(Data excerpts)
"""

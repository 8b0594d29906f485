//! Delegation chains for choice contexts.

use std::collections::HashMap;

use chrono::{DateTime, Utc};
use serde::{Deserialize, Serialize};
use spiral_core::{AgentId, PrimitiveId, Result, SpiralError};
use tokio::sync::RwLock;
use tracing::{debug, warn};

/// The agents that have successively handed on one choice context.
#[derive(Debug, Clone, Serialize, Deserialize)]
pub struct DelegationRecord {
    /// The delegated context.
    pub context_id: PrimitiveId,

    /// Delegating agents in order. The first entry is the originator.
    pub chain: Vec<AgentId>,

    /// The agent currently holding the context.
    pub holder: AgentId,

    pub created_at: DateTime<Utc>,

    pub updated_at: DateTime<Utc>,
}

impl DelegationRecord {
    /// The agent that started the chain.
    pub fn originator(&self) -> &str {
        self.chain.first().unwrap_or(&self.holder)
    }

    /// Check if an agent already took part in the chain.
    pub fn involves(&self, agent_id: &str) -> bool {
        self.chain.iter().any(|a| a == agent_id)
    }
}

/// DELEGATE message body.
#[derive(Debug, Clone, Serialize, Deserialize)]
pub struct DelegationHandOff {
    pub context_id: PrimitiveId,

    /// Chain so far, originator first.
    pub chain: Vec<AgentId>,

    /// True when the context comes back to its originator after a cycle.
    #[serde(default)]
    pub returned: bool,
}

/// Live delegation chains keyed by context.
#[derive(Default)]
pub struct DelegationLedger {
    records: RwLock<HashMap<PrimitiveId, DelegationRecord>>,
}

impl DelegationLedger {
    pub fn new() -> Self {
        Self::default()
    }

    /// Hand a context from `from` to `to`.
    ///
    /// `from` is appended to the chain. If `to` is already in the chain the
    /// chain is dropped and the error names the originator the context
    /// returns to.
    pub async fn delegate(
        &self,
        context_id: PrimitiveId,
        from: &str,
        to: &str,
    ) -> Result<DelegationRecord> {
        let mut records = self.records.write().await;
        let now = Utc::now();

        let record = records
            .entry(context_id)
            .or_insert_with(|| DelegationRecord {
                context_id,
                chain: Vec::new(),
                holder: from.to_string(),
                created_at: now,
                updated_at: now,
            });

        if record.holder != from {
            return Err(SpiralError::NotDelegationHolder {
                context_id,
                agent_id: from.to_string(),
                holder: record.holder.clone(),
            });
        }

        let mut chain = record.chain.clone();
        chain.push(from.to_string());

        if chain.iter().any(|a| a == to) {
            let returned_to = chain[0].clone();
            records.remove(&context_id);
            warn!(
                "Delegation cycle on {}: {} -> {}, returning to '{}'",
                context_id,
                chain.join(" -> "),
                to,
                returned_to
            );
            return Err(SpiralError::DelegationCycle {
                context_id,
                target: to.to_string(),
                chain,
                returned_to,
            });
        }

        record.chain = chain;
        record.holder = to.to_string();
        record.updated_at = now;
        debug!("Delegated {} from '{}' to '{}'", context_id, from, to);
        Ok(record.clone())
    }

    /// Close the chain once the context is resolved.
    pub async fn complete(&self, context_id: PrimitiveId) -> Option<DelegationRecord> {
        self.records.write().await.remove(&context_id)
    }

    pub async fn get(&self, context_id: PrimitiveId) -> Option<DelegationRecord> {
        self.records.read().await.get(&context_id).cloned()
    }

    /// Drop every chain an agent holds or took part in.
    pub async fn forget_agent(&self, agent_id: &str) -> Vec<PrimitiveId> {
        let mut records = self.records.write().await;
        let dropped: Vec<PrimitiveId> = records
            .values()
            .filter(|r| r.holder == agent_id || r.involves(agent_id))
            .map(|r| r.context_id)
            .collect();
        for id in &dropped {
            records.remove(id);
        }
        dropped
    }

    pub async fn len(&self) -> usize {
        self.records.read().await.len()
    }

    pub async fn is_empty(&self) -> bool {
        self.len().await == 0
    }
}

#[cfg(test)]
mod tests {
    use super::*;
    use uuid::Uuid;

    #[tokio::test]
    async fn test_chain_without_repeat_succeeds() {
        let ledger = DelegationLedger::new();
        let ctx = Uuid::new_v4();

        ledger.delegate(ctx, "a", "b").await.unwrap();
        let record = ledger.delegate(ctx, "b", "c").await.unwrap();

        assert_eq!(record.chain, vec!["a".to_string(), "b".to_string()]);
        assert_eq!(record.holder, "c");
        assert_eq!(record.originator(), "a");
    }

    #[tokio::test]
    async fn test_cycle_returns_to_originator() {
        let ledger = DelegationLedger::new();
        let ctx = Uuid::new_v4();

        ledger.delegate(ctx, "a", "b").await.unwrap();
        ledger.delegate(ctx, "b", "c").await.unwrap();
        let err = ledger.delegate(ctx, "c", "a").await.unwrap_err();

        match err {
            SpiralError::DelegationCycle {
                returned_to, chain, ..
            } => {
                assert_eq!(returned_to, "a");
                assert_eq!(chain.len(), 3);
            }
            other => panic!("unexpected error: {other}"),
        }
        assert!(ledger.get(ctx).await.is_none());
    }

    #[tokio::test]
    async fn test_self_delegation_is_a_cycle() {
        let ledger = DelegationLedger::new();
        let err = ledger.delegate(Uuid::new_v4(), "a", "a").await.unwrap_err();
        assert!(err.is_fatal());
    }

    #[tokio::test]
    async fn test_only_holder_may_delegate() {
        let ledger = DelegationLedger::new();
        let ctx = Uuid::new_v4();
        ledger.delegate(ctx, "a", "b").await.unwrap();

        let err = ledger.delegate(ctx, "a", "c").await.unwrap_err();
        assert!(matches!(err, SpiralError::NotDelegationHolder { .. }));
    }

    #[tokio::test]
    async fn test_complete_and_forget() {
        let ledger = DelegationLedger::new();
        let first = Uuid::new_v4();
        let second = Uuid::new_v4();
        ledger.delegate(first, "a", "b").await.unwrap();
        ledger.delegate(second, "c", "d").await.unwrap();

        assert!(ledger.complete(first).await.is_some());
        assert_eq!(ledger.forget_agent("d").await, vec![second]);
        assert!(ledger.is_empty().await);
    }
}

"""

= Aim of the task =
Pull every line with the word "AgentId" from the data.

= Answer space =
use spiral_core::{AgentId, PrimitiveId, Result, SpiralError};
    pub chain: Vec<AgentId>,
    pub holder: AgentId,
    pub chain: Vec<AgentId>,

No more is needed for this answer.